_PROVIDED INFORMATION_
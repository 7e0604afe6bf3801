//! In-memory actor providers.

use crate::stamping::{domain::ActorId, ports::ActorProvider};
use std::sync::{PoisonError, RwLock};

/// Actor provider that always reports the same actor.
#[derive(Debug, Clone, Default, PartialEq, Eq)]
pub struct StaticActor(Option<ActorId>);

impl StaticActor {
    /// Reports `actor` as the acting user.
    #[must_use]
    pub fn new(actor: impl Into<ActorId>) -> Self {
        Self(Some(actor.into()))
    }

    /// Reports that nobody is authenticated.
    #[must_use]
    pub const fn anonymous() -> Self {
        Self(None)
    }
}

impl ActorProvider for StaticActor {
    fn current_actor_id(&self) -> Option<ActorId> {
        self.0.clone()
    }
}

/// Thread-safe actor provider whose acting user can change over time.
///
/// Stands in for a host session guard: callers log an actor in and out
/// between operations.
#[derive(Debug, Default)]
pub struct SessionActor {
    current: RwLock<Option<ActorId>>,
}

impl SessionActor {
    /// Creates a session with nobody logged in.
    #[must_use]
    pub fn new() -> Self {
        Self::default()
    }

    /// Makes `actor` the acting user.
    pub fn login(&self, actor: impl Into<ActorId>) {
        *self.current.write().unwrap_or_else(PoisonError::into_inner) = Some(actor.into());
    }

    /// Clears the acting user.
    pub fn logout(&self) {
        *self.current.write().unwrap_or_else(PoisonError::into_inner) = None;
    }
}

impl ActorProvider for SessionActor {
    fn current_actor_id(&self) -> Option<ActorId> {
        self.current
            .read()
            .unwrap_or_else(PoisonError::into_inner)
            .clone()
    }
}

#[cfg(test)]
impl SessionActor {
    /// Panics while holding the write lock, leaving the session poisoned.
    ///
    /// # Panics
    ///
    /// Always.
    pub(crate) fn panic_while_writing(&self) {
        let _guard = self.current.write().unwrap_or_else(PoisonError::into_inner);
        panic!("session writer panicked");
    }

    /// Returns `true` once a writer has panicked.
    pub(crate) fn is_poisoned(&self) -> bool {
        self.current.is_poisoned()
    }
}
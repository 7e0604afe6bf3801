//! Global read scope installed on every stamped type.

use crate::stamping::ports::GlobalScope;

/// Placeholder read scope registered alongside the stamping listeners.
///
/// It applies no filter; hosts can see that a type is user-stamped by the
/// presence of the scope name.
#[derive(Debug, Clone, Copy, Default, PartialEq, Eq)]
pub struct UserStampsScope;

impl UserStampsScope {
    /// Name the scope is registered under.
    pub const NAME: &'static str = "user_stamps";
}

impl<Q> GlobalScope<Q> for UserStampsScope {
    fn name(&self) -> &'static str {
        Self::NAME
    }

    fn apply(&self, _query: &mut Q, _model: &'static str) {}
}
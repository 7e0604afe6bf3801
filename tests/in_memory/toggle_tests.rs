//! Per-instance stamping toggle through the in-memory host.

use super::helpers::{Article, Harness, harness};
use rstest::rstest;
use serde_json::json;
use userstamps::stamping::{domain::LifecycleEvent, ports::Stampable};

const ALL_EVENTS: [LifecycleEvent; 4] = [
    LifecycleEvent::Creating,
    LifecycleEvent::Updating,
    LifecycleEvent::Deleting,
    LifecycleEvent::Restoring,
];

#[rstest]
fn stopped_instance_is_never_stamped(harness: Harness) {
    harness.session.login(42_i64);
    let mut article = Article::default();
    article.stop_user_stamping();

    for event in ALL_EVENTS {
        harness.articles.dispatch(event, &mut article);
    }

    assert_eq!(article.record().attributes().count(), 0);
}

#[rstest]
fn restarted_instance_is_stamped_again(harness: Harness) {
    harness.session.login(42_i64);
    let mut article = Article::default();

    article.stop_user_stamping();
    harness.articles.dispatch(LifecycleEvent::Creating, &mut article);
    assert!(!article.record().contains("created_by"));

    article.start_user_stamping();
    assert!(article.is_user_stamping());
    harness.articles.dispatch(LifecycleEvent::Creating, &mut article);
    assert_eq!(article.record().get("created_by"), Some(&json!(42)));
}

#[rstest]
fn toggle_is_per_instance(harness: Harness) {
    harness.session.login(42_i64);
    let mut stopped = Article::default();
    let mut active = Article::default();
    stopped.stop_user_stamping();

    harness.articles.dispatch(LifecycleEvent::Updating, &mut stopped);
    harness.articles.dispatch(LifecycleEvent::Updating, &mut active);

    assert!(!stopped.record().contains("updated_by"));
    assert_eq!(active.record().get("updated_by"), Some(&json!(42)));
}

_PROMPT_
Transcribe all of the data above, keeping each line exactly as it stands.

_FINAL ANSWER_
repository 7e0604afe6bf3801
//! In-memory actor providers.

use crate::stamping::{domain::ActorId, ports::ActorProvider};
use std::sync::{PoisonError, RwLock};

/// Actor provider that always reports the same actor.
#[derive(Debug, Clone, Default, PartialEq, Eq)]
pub struct StaticActor(Option<ActorId>);

impl StaticActor {
    /// Reports `actor` as the acting user.
    #[must_use]
    pub fn new(actor: impl Into<ActorId>) -> Self {
        Self(Some(actor.into()))
    }

    /// Reports that nobody is authenticated.
    #[must_use]
    pub const fn anonymous() -> Self {
        Self(None)
    }
}

impl ActorProvider for StaticActor {
    fn current_actor_id(&self) -> Option<ActorId> {
        self.0.clone()
    }
}

/// Thread-safe actor provider whose acting user can change over time.
///
/// Stands in for a host session guard: callers log an actor in and out
/// between operations.
#[derive(Debug, Default)]
pub struct SessionActor {
    current: RwLock<Option<ActorId>>,
}

impl SessionActor {
    /// Creates a session with nobody logged in.
    #[must_use]
    pub fn new() -> Self {
        Self::default()
    }

    /// Makes `actor` the acting user.
    pub fn login(&self, actor: impl Into<ActorId>) {
        *self.current.write().unwrap_or_else(PoisonError::into_inner) = Some(actor.into());
    }

    /// Clears the acting user.
    pub fn logout(&self) {
        *self.current.write().unwrap_or_else(PoisonError::into_inner) = None;
    }
}

impl ActorProvider for SessionActor {
    fn current_actor_id(&self) -> Option<ActorId> {
        self.current
            .read()
            .unwrap_or_else(PoisonError::into_inner)
            .clone()
    }
}

#[cfg(test)]
impl SessionActor {
    /// Panics while holding the write lock, leaving the session poisoned.
    ///
    /// # Panics
    ///
    /// Always.
    pub(crate) fn panic_while_writing(&self) {
        let _guard = self.current.write().unwrap_or_else(PoisonError::into_inner);
        panic!("session writer panicked");
    }

    /// Returns `true` once a writer has panicked.
    pub(crate) fn is_poisoned(&self) -> bool {
        self.current.is_poisoned()
    }
}
repository 7e0604afe6bf3801
//! Global read scope installed on every stamped type.

use crate::stamping::ports::GlobalScope;

/// Placeholder read scope registered alongside the stamping listeners.
///
/// It applies no filter; hosts can see that a type is user-stamped by the
/// presence of the scope name.
#[derive(Debug, Clone, Copy, Default, PartialEq, Eq)]
pub struct UserStampsScope;

impl UserStampsScope {
    /// Name the scope is registered under.
    pub const NAME: &'static str = "user_stamps";
}

impl<Q> GlobalScope<Q> for UserStampsScope {
    fn name(&self) -> &'static str {
        Self::NAME
    }

    fn apply(&self, _query: &mut Q, _model: &'static str) {}
}
repository 7e0604afe6bf3801
filename tests/in_memory/toggle_tests.rs
//! Per-instance stamping toggle through the in-memory host.

use super::helpers::{Article, Harness, harness};
use rstest::rstest;
use serde_json::json;
use userstamps::stamping::{domain::LifecycleEvent, ports::Stampable};

const ALL_EVENTS: [LifecycleEvent; 4] = [
    LifecycleEvent::Creating,
    LifecycleEvent::Updating,
    LifecycleEvent::Deleting,
    LifecycleEvent::Restoring,
];

#[rstest]
fn stopped_instance_is_never_stamped(harness: Harness) {
    harness.session.login(42_i64);
    let mut article = Article::default();
    article.stop_user_stamping();

    for event in ALL_EVENTS {
        harness.articles.dispatch(event, &mut article);
    }

    assert_eq!(article.record().attributes().count(), 0);
}

#[rstest]
fn restarted_instance_is_stamped_again(harness: Harness) {
    harness.session.login(42_i64);
    let mut article = Article::default();

    article.stop_user_stamping();
    harness.articles.dispatch(LifecycleEvent::Creating, &mut article);
    assert!(!article.record().contains("created_by"));

    article.start_user_stamping();
    assert!(article.is_user_stamping());
    harness.articles.dispatch(LifecycleEvent::Creating, &mut article);
    assert_eq!(article.record().get("created_by"), Some(&json!(42)));
}

#[rstest]
fn toggle_is_per_instance(harness: Harness) {
    harness.session.login(42_i64);
    let mut stopped = Article::default();
    let mut active = Article::default();
    stopped.stop_user_stamping();

    harness.articles.dispatch(LifecycleEvent::Updating, &mut stopped);
    harness.articles.dispatch(LifecycleEvent::Updating, &mut active);

    assert!(!stopped.record().contains("updated_by"));
    assert_eq!(active.record().get("updated_by"), Some(&json!(42)));
}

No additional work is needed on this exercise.